Calon Legeslatif DPRD DKI Dari Partai Gerindra Di Cari Polisi

Calon Legeslatif DPRD DKI Dari Partai Gerindra Di Cari Polisi – Penyidik Polda Metro Jaya tengah cari calon legislatif DPRD DKI Jakarta dari Partai Gerindra, Wahyu Dewanto. Wahyu dicari polisi buat diberikan ke kejaksaan, mengingat kasusnya sehubungan pendapat politik uang pada Pemilu 2019 dapat lekas disidangkan.

Banyak Bonus Menanti Anda, Hanya Dengan Bergabung Bersama Kami. Silahkan Saja Langsung Klik Disini Untuk Dapatkan Bonus Yang Melimpah Dari Kami

Kabid Humas Polda Metro Jaya Kombes Argo Yuwono memaparkan, masalah pidana pemilu yg diatasi Penyidik Sentral Gakkumdu sudah tuntas proses pemberkasan serta siap buat dikirim terhadap JPU. Mestinya penyidik Sentral Gakkumdu menyerahkan terduga ke kejaksaan.

“Akan tetapi dalam masalah yg diatasi ini, terduga tak penuhi panggilan oleh penyidik, baik panggilan kesatu serta panggilan ke dua, penyidik juga lakukan usaha pelacakan ke rumah terlapor sama dengan alamat terlapor serta yg tertulis di jatidiri (KTP) terlapor,” jelas Kombes Argo , Selasa (16/7/2019).
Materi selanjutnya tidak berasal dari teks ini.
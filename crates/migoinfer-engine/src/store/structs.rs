//! Struct aggregate values and field handles.

use std::cell::RefCell;
use std::rc::Rc;

use migoinfer_ssa::{Pos, Program, TypeId, ValueId};

use super::{Key, Value};

/// An abstract struct instance. The field table has the same arity as the
/// static struct type; entries hold the key currently standing for each
/// field, or nothing while the field is untouched.
///
/// Do not share a struct across scopes; the context switch builds a copy
/// so that fields do not get overwritten.
#[derive(Debug)]
pub struct Struct {
    pub ns: RefCell<Option<Value>>,
    /// Origin SSA value; placeholders built from a type alone have none.
    pub val: Option<ValueId>,
    pub name: String,
    pub ty: TypeId,
    pub fields: RefCell<Vec<Option<Key>>>,
}

impl Struct {
    /// Builds a struct for a struct-typed (or pointer-to-struct-typed)
    /// SSA value. Returns None for non-struct values.
    pub fn new(prog: &Program, ns: Value, v: ValueId) -> Option<Rc<Struct>> {
        let ty = prog.value(v).ty;
        let n = prog.types.struct_fields(ty)?.len();
        Some(Rc::new(Struct {
            ns: RefCell::new(Some(ns)),
            val: Some(v),
            name: prog.value(v).name.clone(),
            ty,
            fields: RefCell::new(vec![None; n]),
        }))
    }

    /// Placeholder struct carrying only the arity of its type. Used for
    /// parameter matching where no concrete value exists yet.
    pub fn from_type(prog: &Program, ty: TypeId) -> Rc<Struct> {
        let n = prog.types.struct_fields(ty).map(<[_]>::len).unwrap_or(0);
        Rc::new(Struct {
            ns: RefCell::new(None),
            val: None,
            name: "_empty_struct_".to_string(),
            ty,
            fields: RefCell::new(vec![None; n]),
        })
    }

    pub fn num_fields(&self) -> usize {
        self.fields.borrow().len()
    }

    pub fn uniq_name(&self) -> String {
        match &*self.ns.borrow() {
            Some(ns) => format!("{}.{}_struct{}", ns.uniq_name(), self.name, self.num_fields()),
            None => format!("{}_struct{}", self.name, self.num_fields()),
        }
    }

    /// Depth-first expansion: the struct itself, then for each field the
    /// concrete field key (wrapped as [`SField`]) or, for struct-typed
    /// fields, a recursive expansion. Two expansions of the same static
    /// type always have the same length, permitting positional matching.
    pub fn expand(self: &Rc<Struct>, prog: &Program) -> Vec<Expanded> {
        let mut out = vec![Expanded::Struct(self.clone())];
        let field_tys: Vec<TypeId> = prog
            .types
            .struct_fields(self.ty)
            .map(|fs| fs.iter().map(|f| f.ty).collect())
            .unwrap_or_default();
        let fields = self.fields.borrow();
        for (i, slot) in fields.iter().enumerate() {
            let fty = field_tys.get(i).copied();
            let sf = match slot {
                Some(Key::Field(sf)) => sf.clone(),
                Some(k) => SField {
                    key: Some(Box::new(k.clone())),
                    parent: self.clone(),
                    index: i,
                    ty: fty.unwrap_or(k.ty()),
                },
                None => SField {
                    key: None,
                    parent: self.clone(),
                    index: i,
                    ty: fty.unwrap_or(self.ty),
                },
            };
            out.push(Expanded::Field(sf));
            if let Some(fty) = fty {
                if prog.types.struct_fields(fty).is_some() {
                    // Struct-typed field: expand its shape so positions
                    // line up between caller and callee.
                    out.extend(Struct::from_type(prog, fty).expand(prog));
                }
            }
        }
        out
    }
}

/// One element of a struct expansion.
#[derive(Debug, Clone)]
pub enum Expanded {
    Struct(Rc<Struct>),
    Field(SField),
}

/// A field handle: a key that also knows its parent struct and slot.
#[derive(Debug, Clone)]
pub struct SField {
    /// The key currently standing for the field; None for untouched
    /// fields of placeholder structs.
    pub key: Option<Box<Key>>,
    pub parent: Rc<Struct>,
    pub index: usize,
    pub ty: TypeId,
}

impl SField {
    pub fn name(&self) -> String {
        match &self.key {
            Some(k) => k.name(),
            None => format!("{}_{}", self.parent.name, self.index),
        }
    }

    pub fn pos(&self) -> Pos {
        self.key.as_deref().map(Key::pos).unwrap_or(Pos::NONE)
    }
}

#[cfg(test)]
mod tests {
    use super::*;
    use crate::store::MockValue;
    use migoinfer_ssa::build;

    fn struct_prog() -> migoinfer_ssa::Info {
        build::from_source(
            "package main\n\ntype T struct { ch chan int; n int }\n\nfunc main():\n0 entry:\n    t0 = alloc T\n    t1 = fieldaddr t0, 0\n    return\n",
        )
        .build()
        .unwrap()
    }

    #[test]
    fn expansion_length_matches_type() {
        let info = struct_prog();
        let t0 = info.prog.funcs[0].blocks[0].instrs[0].result.unwrap();
        let ns = Value::Mock(MockValue { pos: Pos::NONE, desc: "scope".to_string() });
        let s = Struct::new(&info.prog, ns, t0).unwrap();
        let fields = s.expand(&info.prog);
        // Struct itself plus two fields.
        assert_eq!(3, fields.len());
        // A placeholder of the same type expands to the same length.
        let p = Struct::from_type(&info.prog, s.ty);
        assert_eq!(fields.len(), p.expand(&info.prog).len());
    }

    #[test]
    fn field_slots_keep_inserted_keys() {
        let info = struct_prog();
        let t0 = info.prog.funcs[0].blocks[0].instrs[0].result.unwrap();
        let t1 = info.prog.funcs[0].blocks[0].instrs[1].result.unwrap();
        let ns = Value::Mock(MockValue { pos: Pos::NONE, desc: "scope".to_string() });
        let s = Struct::new(&info.prog, ns, t0).unwrap();
        s.fields.borrow_mut()[0] = Some(Key::ssa(&info.prog, t1));
        match &s.expand(&info.prog)[1] {
            Expanded::Field(f) => assert_eq!("t1", f.name()),
            other => panic!("unexpected: {:?}", other),
        }
    }

    #[test]
    fn placeholder_field_names_are_positional() {
        let info = struct_prog();
        let ty = info.prog.types.lookup_named("T").unwrap();
        let p = Struct::from_type(&info.prog, ty);
        match &p.expand(&info.prog)[2] {
            Expanded::Field(f) => assert_eq!("_empty_struct__1", f.name()),
            other => panic!("unexpected: {:?}", other),
        }
    }
}
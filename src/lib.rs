//! Pure Rust async implementation of the Source Query Protocol, including challenge
//! negotiation and split, bzip2 compressed responses.
//!
//! <https://developer.valvesoftware.com/wiki/Server_queries>
pub mod challenge;
pub mod client;
pub mod config;
pub mod error;
pub mod info;
pub mod multi;
pub mod packet;
pub mod reader;
pub mod transport;

pub use challenge::Negotiated;
pub use client::Client;
pub use config::ClientConfig;
pub use error::SourceQueryError;
pub use info::{query, ServerInfo};
pub use transport::{Transport, UdpTransport};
Klaim Bonus Deposit 10% Dan Seterusnya, Bonus Cashback 5% Tiap Minggunya, Bonus Rollingan 0.7%, Bonus Referensi Teman 5% Hanya Dengan Deposit 50 Ribu

Lihat Kontak Kami Klik Disini :

Argo mengemukakan, faksinya jalankan edaran dari Kejaksaan Agung sehubungan pengadilan tanpa ada datangnya terduga (in ansebtia). Buat penuhi kriteria in-absentia ini penyidik Gakkumdu membuat pengumuman dengan cara sah lewat media.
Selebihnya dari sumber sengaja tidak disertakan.